#### WHAT THIS TASK INVOLVES
Transcribe all the entries that follow, leaving nothing out.

#### INFORMATION SUPPLIED
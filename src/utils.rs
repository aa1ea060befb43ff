use crate::peer::types::ServerConfig;
use rand::Rng;

pub fn random_id() -> String {
    hex::encode(rand::rng().random::<[u8; 8]>())
}

// Функция для добавления схемы протокола к URL ICE сервера, если она отсутствует
pub fn add_ice_url_scheme(config: &ServerConfig) -> String {
    // Если url уже начинается с "turn:", "turns:" или "stun:", возвращаем как есть
    if ["turn:", "turns:", "stun:", "stuns:"]
        .iter()
        .any(|scheme| config.url.starts_with(scheme))
    {
        config.url.clone()
    } else {
        // В зависимости от типа сервера добавляем нужную схему
        let scheme = if config.r#type == "turn" {
            "turn:"
        } else {
            "stun:"
        };
        format!("{}{}", scheme, config.url)
    }
}

/// Длительность звонка в формате mm:ss
pub fn format_duration(seconds: u64) -> String {
    format!("{:02}:{:02}", seconds / 60, seconds % 60)
}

#### REPLY
filename src/utils.rs
repository aa1ea060befb43ff
use crate::peer::types::ServerConfig;
use rand::Rng;

pub fn random_id() -> String {
    hex::encode(rand::rng().random::<[u8; 8]>())
}

// Функция для добавления схемы протокола к URL ICE сервера, если она отсутствует
pub fn add_ice_url_scheme(config: &ServerConfig) -> String {
    // Если url уже начинается с "turn:", "turns:" или "stun:", возвращаем как есть
    if ["turn:", "turns:", "stun:", "stuns:"]
        .iter()
        .any(|scheme| config.url.starts_with(scheme))
    {
        config.url.clone()
    } else {
        // В зависимости от типа сервера добавляем нужную схему
        let scheme = if config.r#type == "turn" {
            "turn:"
        } else {
            "stun:"
        };
        format!("{}{}", scheme, config.url)
    }
}

/// Длительность звонка в формате mm:ss
pub fn format_duration(seconds: u64) -> String {
    format!("{:02}:{:02}", seconds / 60, seconds % 60)
}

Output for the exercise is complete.